Nothing but an exact copy of the records is expected here.

*** Block opens ***

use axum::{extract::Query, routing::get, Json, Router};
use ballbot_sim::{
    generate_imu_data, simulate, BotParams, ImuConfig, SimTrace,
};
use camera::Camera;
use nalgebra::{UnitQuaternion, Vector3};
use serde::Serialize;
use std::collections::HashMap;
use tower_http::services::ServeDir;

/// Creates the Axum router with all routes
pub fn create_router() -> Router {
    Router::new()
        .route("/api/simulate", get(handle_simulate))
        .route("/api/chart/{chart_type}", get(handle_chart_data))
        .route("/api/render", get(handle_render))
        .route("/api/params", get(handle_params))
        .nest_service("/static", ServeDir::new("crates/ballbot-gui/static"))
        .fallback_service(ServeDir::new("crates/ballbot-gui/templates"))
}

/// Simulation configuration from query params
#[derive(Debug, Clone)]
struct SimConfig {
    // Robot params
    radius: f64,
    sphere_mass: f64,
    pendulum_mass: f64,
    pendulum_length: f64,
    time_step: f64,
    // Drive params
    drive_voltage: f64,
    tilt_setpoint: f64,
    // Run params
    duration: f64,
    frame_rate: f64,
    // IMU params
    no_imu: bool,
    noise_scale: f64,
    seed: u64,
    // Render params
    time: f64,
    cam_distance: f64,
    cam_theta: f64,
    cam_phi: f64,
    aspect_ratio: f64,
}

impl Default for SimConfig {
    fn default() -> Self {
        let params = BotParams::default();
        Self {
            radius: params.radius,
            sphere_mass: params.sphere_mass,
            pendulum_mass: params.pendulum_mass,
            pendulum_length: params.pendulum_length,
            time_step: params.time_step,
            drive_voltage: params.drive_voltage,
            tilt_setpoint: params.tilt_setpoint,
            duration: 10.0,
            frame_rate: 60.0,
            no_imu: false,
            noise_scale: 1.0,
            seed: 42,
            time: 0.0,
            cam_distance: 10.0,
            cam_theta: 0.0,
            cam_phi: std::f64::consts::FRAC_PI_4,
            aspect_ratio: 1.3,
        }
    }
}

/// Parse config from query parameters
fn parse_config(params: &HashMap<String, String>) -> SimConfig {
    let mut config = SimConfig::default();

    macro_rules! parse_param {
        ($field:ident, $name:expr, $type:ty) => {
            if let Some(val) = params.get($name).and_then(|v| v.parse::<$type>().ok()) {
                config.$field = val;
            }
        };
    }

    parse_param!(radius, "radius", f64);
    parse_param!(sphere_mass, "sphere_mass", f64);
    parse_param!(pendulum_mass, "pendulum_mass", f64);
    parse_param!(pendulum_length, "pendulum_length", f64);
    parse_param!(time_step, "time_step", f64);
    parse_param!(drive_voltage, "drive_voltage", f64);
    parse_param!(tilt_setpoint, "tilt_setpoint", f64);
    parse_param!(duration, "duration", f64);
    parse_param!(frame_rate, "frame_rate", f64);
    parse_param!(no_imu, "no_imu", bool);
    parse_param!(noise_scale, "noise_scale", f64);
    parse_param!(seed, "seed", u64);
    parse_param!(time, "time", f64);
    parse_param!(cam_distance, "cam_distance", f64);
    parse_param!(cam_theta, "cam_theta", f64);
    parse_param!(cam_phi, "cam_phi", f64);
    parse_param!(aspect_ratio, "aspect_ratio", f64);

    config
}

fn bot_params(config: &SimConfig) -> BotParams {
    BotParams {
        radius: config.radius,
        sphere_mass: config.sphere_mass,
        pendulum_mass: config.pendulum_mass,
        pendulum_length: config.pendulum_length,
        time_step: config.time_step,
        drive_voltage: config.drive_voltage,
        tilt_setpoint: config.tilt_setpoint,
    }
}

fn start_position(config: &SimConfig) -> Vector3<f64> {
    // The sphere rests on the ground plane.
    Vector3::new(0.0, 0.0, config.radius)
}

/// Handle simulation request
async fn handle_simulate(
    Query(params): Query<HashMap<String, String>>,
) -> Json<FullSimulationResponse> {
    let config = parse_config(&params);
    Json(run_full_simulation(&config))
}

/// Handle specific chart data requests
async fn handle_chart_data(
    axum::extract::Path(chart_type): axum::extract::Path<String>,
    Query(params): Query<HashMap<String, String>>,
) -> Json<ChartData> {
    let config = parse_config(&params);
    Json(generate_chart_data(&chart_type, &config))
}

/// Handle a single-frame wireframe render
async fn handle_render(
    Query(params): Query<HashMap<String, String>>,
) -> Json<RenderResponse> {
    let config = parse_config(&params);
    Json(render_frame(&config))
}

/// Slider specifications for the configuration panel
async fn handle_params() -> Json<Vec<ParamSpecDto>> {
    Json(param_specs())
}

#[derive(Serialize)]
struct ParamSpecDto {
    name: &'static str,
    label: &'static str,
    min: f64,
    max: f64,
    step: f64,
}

*** Block closes ***

Exercise answer —
use axum::{extract::Query, routing::get, Json, Router};
use ballbot_sim::{
    generate_imu_data, simulate, BotParams, ImuConfig, SimTrace,
};
use camera::Camera;
use nalgebra::{UnitQuaternion, Vector3};
use serde::Serialize;
use std::collections::HashMap;
use tower_http::services::ServeDir;

/// Creates the Axum router with all routes
pub fn create_router() -> Router {
    Router::new()
        .route("/api/simulate", get(handle_simulate))
        .route("/api/chart/{chart_type}", get(handle_chart_data))
        .route("/api/render", get(handle_render))
        .route("/api/params", get(handle_params))
        .nest_service("/static", ServeDir::new("crates/ballbot-gui/static"))
        .fallback_service(ServeDir::new("crates/ballbot-gui/templates"))
}

/// Simulation configuration from query params
#[derive(Debug, Clone)]
struct SimConfig {
    // Robot params
    radius: f64,
    sphere_mass: f64,
    pendulum_mass: f64,
    pendulum_length: f64,
    time_step: f64,
    // Drive params
    drive_voltage: f64,
    tilt_setpoint: f64,
    // Run params
    duration: f64,
    frame_rate: f64,
    // IMU params
    no_imu: bool,
    noise_scale: f64,
    seed: u64,
    // Render params
    time: f64,
    cam_distance: f64,
    cam_theta: f64,
    cam_phi: f64,
    aspect_ratio: f64,
}

impl Default for SimConfig {
    fn default() -> Self {
        let params = BotParams::default();
        Self {
            radius: params.radius,
            sphere_mass: params.sphere_mass,
            pendulum_mass: params.pendulum_mass,
            pendulum_length: params.pendulum_length,
            time_step: params.time_step,
            drive_voltage: params.drive_voltage,
            tilt_setpoint: params.tilt_setpoint,
            duration: 10.0,
            frame_rate: 60.0,
            no_imu: false,
            noise_scale: 1.0,
            seed: 42,
            time: 0.0,
            cam_distance: 10.0,
            cam_theta: 0.0,
            cam_phi: std::f64::consts::FRAC_PI_4,
            aspect_ratio: 1.3,
        }
    }
}

/// Parse config from query parameters
fn parse_config(params: &HashMap<String, String>) -> SimConfig {
    let mut config = SimConfig::default();

    macro_rules! parse_param {
        ($field:ident, $name:expr, $type:ty) => {
            if let Some(val) = params.get($name).and_then(|v| v.parse::<$type>().ok()) {
                config.$field = val;
            }
        };
    }

    parse_param!(radius, "radius", f64);
    parse_param!(sphere_mass, "sphere_mass", f64);
    parse_param!(pendulum_mass, "pendulum_mass", f64);
    parse_param!(pendulum_length, "pendulum_length", f64);
    parse_param!(time_step, "time_step", f64);
    parse_param!(drive_voltage, "drive_voltage", f64);
    parse_param!(tilt_setpoint, "tilt_setpoint", f64);
    parse_param!(duration, "duration", f64);
    parse_param!(frame_rate, "frame_rate", f64);
    parse_param!(no_imu, "no_imu", bool);
    parse_param!(noise_scale, "noise_scale", f64);
    parse_param!(seed, "seed", u64);
    parse_param!(time, "time", f64);
    parse_param!(cam_distance, "cam_distance", f64);
    parse_param!(cam_theta, "cam_theta", f64);
    parse_param!(cam_phi, "cam_phi", f64);
    parse_param!(aspect_ratio, "aspect_ratio", f64);

    config
}

fn bot_params(config: &SimConfig) -> BotParams {
    BotParams {
        radius: config.radius,
        sphere_mass: config.sphere_mass,
        pendulum_mass: config.pendulum_mass,
        pendulum_length: config.pendulum_length,
        time_step: config.time_step,
        drive_voltage: config.drive_voltage,
        tilt_setpoint: config.tilt_setpoint,
    }
}

fn start_position(config: &SimConfig) -> Vector3<f64> {
    // The sphere rests on the ground plane.
    Vector3::new(0.0, 0.0, config.radius)
}

/// Handle simulation request
async fn handle_simulate(
    Query(params): Query<HashMap<String, String>>,
) -> Json<FullSimulationResponse> {
    let config = parse_config(&params);
    Json(run_full_simulation(&config))
}

/// Handle specific chart data requests
async fn handle_chart_data(
    axum::extract::Path(chart_type): axum::extract::Path<String>,
    Query(params): Query<HashMap<String, String>>,
) -> Json<ChartData> {
    let config = parse_config(&params);
    Json(generate_chart_data(&chart_type, &config))
}

/// Handle a single-frame wireframe render
async fn handle_render(
    Query(params): Query<HashMap<String, String>>,
) -> Json<RenderResponse> {
    let config = parse_config(&params);
    Json(render_frame(&config))
}

/// Slider specifications for the configuration panel
async fn handle_params() -> Json<Vec<ParamSpecDto>> {
    Json(param_specs())
}

#[derive(Serialize)]
struct ParamSpecDto {
    name: &'static str,
    label: &'static str,
    min: f64,
    max: f64,
    step: f64,
}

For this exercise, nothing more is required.